---------- Data section ----------
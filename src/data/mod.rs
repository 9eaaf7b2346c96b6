/// Data layer: core types, loading, row selection, and output.
///
/// Architecture:
/// ```text
///  .xlsx / .csv / .json / .parquet
///        │
///        ▼
///   ┌──────────┐
///   │  loader   │  parse file → Table
///   └──────────┘
///        │
///        ▼
///   ┌──────────┐
///   │  Table    │  Vec<Row>, column order
///   └──────────┘
///        │
///        ▼
///   ┌──────────┐
///   │  filter   │  label presence → labeled / unlabeled indices
///   └──────────┘
///        │
///        ▼
///   ┌──────────┐
///   │  writer   │  ids + predictions → id,prediction CSV
///   └──────────┘
/// ```

pub mod loader;
pub mod model;
pub mod filter;
pub mod writer;
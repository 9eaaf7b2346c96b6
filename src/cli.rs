use std::path::PathBuf;

use clap::Parser;

use crate::config::{PredictorConfig, RunConfig};

/// Create an `id,prediction` submission CSV from a spreadsheet of text rows.
///
/// With `--label-col`, rows that carry a label train a TF-IDF + logistic
/// regression model that then scores every row. Otherwise a keyword
/// heuristic is used.
#[derive(Parser, Debug)]
#[command(name = "generate-submission", version)]
pub struct Cli {
    /// Spreadsheet to read (.xlsx, .xls, .ods, .csv, .json, .parquet)
    #[arg(short, long)]
    pub input: PathBuf,

    /// Output CSV path (overwritten if it exists)
    #[arg(short, long)]
    pub output: PathBuf,

    /// Column holding the text to score (default: autodetect)
    #[arg(long)]
    pub text_col: Option<String>,

    /// Column holding 0/1 labels; enables supervised training when present
    #[arg(long)]
    pub label_col: Option<String>,
}

impl From<Cli> for RunConfig {
    fn from(cli: Cli) -> Self {
        RunConfig {
            input: cli.input,
            output: cli.output,
            text_column: cli.text_col,
            label_column: cli.label_col,
            predictor: PredictorConfig::default(),
        }
    }
}
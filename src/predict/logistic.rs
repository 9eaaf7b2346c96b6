//! Binary logistic regression on sparse features.

use super::tfidf::SparseVector;

/// Solver settings for [`LogisticRegression::fit`].
#[derive(Debug, Clone, Copy)]
pub struct SolverOptions {
    /// Inverse L2 regularization strength. The intercept is not penalized.
    pub c: f64,
    pub max_iterations: usize,
    /// Stop once every gradient component is at most this large.
    pub tolerance: f64,
}

/// L2-regularized logistic regression.
///
/// Minimizes `0.5·‖w‖² + C·Σ log(1 + exp(-sᵢ(w·xᵢ + b)))` with Nesterov
/// accelerated gradient descent (adaptive restart) from a zero start, so a
/// fit is a pure function of its inputs. Running out of iterations is not an
/// error; the last iterate is kept.
#[derive(Debug, Clone)]
pub struct LogisticRegression {
    weights: Vec<f64>,
    intercept: f64,
    iterations: usize,
    converged: bool,
}

impl LogisticRegression {
    /// Fit on `rows` with 0/1 `targets`. Feature indices must be below
    /// `n_features`.
    pub fn fit(rows: &[SparseVector], targets: &[f64], n_features: usize, options: SolverOptions) -> Self {
        let dim = n_features + 1;
        let lipschitz = 1.0
            + 0.25 * options.c * rows.iter().map(|r| squared_norm(r) + 1.0).sum::<f64>();
        let step = 1.0 / lipschitz;

        let mut theta = vec![0.0; dim];
        let mut lookahead = theta.clone();
        let mut iterations = 0;
        let mut converged = false;
        let mut momentum_steps = 0usize;

        for k in 1..=options.max_iterations {
            iterations = k;
            let grad = gradient(&lookahead, rows, targets, options.c);
            if grad.iter().all(|g| g.abs() <= options.tolerance) {
                theta = lookahead;
                converged = true;
                break;
            }

            let next: Vec<f64> = lookahead
                .iter()
                .zip(&grad)
                .map(|(p, g)| p - step * g)
                .collect();
            // Restart the momentum whenever it points uphill.
            let uphill = grad
                .iter()
                .zip(next.iter().zip(&theta))
                .map(|(g, (n, prev))| g * (n - prev))
                .sum::<f64>()
                > 0.0;
            momentum_steps = if uphill { 0 } else { momentum_steps + 1 };
            let momentum = momentum_steps as f64 / (momentum_steps + 3) as f64;
            lookahead = next
                .iter()
                .zip(&theta)
                .map(|(n, prev)| n + momentum * (n - prev))
                .collect();
            theta = next;
        }

        let intercept = theta.pop().unwrap_or(0.0);
        Self {
            weights: theta,
            intercept,
            iterations,
            converged,
        }
    }

    /// Probability of the positive class.
    pub fn predict_proba(&self, row: &SparseVector) -> f64 {
        sigmoid(decision(&self.weights, self.intercept, row))
    }

    pub fn iterations(&self) -> usize {
        self.iterations
    }

    pub fn converged(&self) -> bool {
        self.converged
    }
}

/// Gradient of the objective; the last component is the intercept.
fn gradient(theta: &[f64], rows: &[SparseVector], targets: &[f64], c: f64) -> Vec<f64> {
    let bias = theta.len() - 1;
    let mut grad = theta.to_vec();
    grad[bias] = 0.0;

    for (row, &y) in rows.iter().zip(targets) {
        let residual = c * (sigmoid(decision(&theta[..bias], theta[bias], row)) - y);
        for &(j, v) in row {
            grad[j] += residual * v;
        }
        grad[bias] += residual;
    }
    grad
}

fn decision(weights: &[f64], intercept: f64, row: &SparseVector) -> f64 {
    row.iter().map(|&(j, v)| weights[j] * v).sum::<f64>() + intercept
}

fn squared_norm(row: &SparseVector) -> f64 {
    row.iter().map(|(_, v)| v * v).sum()
}

fn sigmoid(z: f64) -> f64 {
    if z >= 0.0 {
        1.0 / (1.0 + (-z).exp())
    } else {
        let e = z.exp();
        e / (1.0 + e)
    }
}

#[cfg(test)]
mod tests {
    use super::*;

    fn options() -> SolverOptions {
        SolverOptions {
            c: 1.0,
            max_iterations: 1000,
            tolerance: 1e-4,
        }
    }

    #[test]
    fn sigmoid_is_stable_at_extremes() {
        assert_eq!(sigmoid(0.0), 0.5);
        assert!(sigmoid(800.0) <= 1.0);
        assert!(sigmoid(-800.0) >= 0.0);
        assert!(!sigmoid(-800.0).is_nan());
    }

    #[test]
    fn separates_disjoint_features() {
        let rows = vec![
            vec![(0, 1.0)],
            vec![(0, 0.6), (1, 0.8)],
            vec![(2, 1.0)],
            vec![(2, 0.6), (3, 0.8)],
        ];
        let targets = [1.0, 1.0, 0.0, 0.0];
        let model = LogisticRegression::fit(&rows, &targets, 4, options());

        assert!(model.predict_proba(&vec![(0, 1.0)]) > 0.5);
        assert!(model.predict_proba(&vec![(2, 1.0)]) < 0.5);
    }

    #[test]
    fn intercept_tracks_class_balance() {
        // No informative features: only the intercept can move.
        let rows = vec![Vec::new(); 4];
        let targets = [1.0, 1.0, 1.0, 0.0];
        let model = LogisticRegression::fit(&rows, &targets, 1, options());
        let p = model.predict_proba(&Vec::new());
        assert!((p - 0.75).abs() < 1e-3, "p = {p}");
    }

    #[test]
    fn iteration_cap_is_respected() {
        let rows = vec![vec![(0, 1.0)], vec![(1, 1.0)]];
        let capped = SolverOptions {
            max_iterations: 3,
            tolerance: 0.0,
            ..options()
        };
        let model = LogisticRegression::fit(&rows, &[1.0, 0.0], 2, capped);
        assert_eq!(model.iterations(), 3);
        assert!(!model.converged());
    }

    #[test]
    fn fitting_is_deterministic() {
        let rows = vec![vec![(0, 0.3), (1, 0.9)], vec![(1, 1.0)], vec![(0, 1.0)]];
        let targets = [1.0, 0.0, 1.0];
        let a = LogisticRegression::fit(&rows, &targets, 2, options());
        let b = LogisticRegression::fit(&rows, &targets, 2, options());
        for row in &rows {
            assert_eq!(a.predict_proba(row), b.predict_proba(row));
        }
    }
}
----------
Wherever a line of the records above contains the string "derive", copy that line out.

#[derive(Parser, Debug)]
#[derive(Debug, Clone, Copy)]
#[derive(Debug, Clone)]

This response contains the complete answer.